The original community garden, created as an SMP project, was originally a plot of land outside of Daugherty-Palmer Commons (DPC) in which any student could “experiment,” according to the Community Garden club’s advisor Kate Chandler. However, its limited size, placement, and soil content made it far from ideal. “There was no space to teach gardening,” added Shane Hall, ’09, Sustainability Fellow and facilitator. The garden was also vandalized this past fall.
Because of these issues, and the growing sentiment of what Chandler called “concern about the food they eat and where it’s coming from,” a coalition consisting of students, faculty and staff including sustainability fellows Rachel Clement ’08 and Meredith Epstein ’08, the community garden club headed by Nathan Beall, and environmental studies students and professors started discussions last fall about acquiring new land for a larger community garden. Further investigations found open farmland in Historic St. Mary’s City (HSMC), and HSMC “land manager” and Professor of Anthropology Daniel Ingersoll persuaded executive director of Historic St. Mary’s City Regina Faden to hold back around five acres for the garden, which will be leased at market prices. According to Sustainability Coordinator Christophe Bornand “[we] were always interested in how [this land] could be used for the college.”
Although the land has only just recently been leased, multiple projects are already underway to get the garden up and running. Much of this early momentum has been given through the assistance of both the Chancellor’s Point project, which built a Green House to store the early seedlings, and members of the community such as Frank and Christina Allen who provided heirloom seeds and other farming essentials. The SGA also provided funds to buy seeds and larger tools. As a result, the growing is already underway and seeds are already planted in flats in the greenhouse. Chandler said, “The oats are up two inches, and they were just planting it last week during spring break!”
According to both Hall and Chandler, the garden also has many academic applications. Hall said that when doing research members of the project had a “much harder time finding classes that wouldn’t benefit from [the Community Garden].” Classes currently offered in the environmental studies curricula, for example, could organize field trips to the garden as a learning opportunity. The garden also provides the impetus for many new possible classes that could take more direct advantage of the opportunity to farm. Hall said, “Because agriculture is essential to civilization, you can’t ignore food distribution and agriculture in a liberal arts curriculum.”
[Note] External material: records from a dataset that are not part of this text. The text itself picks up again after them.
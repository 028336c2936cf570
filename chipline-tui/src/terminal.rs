use std::io::{self, Stdout};

use crossterm::{
    cursor,
    event::{self, Event as CrosstermEvent},
    execute, terminal,
};

/// Raw-mode terminal guard.
///
/// Enters the alternate screen with the cursor hidden and mouse capture
/// enabled, and restores the terminal on drop regardless of how the
/// application exits.
pub struct Terminal {
    stdout: Stdout,
}

impl Terminal {
    pub fn new() -> io::Result<Self> {
        let mut stdout = io::stdout();

        terminal::enable_raw_mode()?;
        execute!(
            stdout,
            terminal::EnterAlternateScreen,
            cursor::Hide,
            event::EnableMouseCapture
        )?;

        Ok(Self { stdout })
    }

    pub fn size(&self) -> io::Result<(u16, u16)> {
        terminal::size()
    }

    /// Block until the next input event.
    pub fn read(&self) -> io::Result<CrosstermEvent> {
        event::read()
    }

    pub fn stdout(&mut self) -> &mut Stdout {
        &mut self.stdout
    }
}

impl Drop for Terminal {
    fn drop(&mut self) {
        let _ = execute!(
            self.stdout,
            event::DisableMouseCapture,
            cursor::Show,
            terminal::LeaveAlternateScreen
        );
        let _ = terminal::disable_raw_mode();
    }
}
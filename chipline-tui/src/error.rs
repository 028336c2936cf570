use thiserror::Error;

/// Errors the demo application can hit. The widget itself is infallible;
/// everything here is terminal I/O.
#[derive(Debug, Error)]
pub enum AppError {
    #[error("terminal error: {0}")]
    Terminal(#[from] std::io::Error),
}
Produce grown in the garden could furthermore be sold to Bon Appetit in a “farm to fork” deal highlighting the garden’s potential. Chandler said, “Bon Appetit has been so supportive… [Director of Operations] Debi Wright has been an enormous help.” She added that Bon Appetit was “quite willing” to buy food from the garden, and plans are currently underway to get the garden certified to do so.
The garden, according to the announcement on the college’s sustainability web site (www.smcm.edu/sustainability/aboutfood.html), is meant to “Teach College and community members about sustainable agriculture while producing local, organic, nutritious food.” Foremost, the farm provides students the ability to actually learn how to farm, a talent that according to Hall is in short supply. Many students are coming to the realization that, “I’m 18 years old and I don’t know how to coax plants out of the ground,” said Hall. The garden also provides further experience to students already learning to farm on off-campus sites such as Even’ Star Organic Farm.
Students who want to get involved with the project can come to the farm days to take place April 7 and 8 in the Great Room, during which students can learn more about the project, how to get involved, and what sorts of produce the farm could provide. Chandler hopes students who have the time will also be willing to “jump in” on future opportunities to work part-time in the community garden, especially during harvest season. She said, “We recognize we need to get the word out, and we want the campus community to be excited about this.”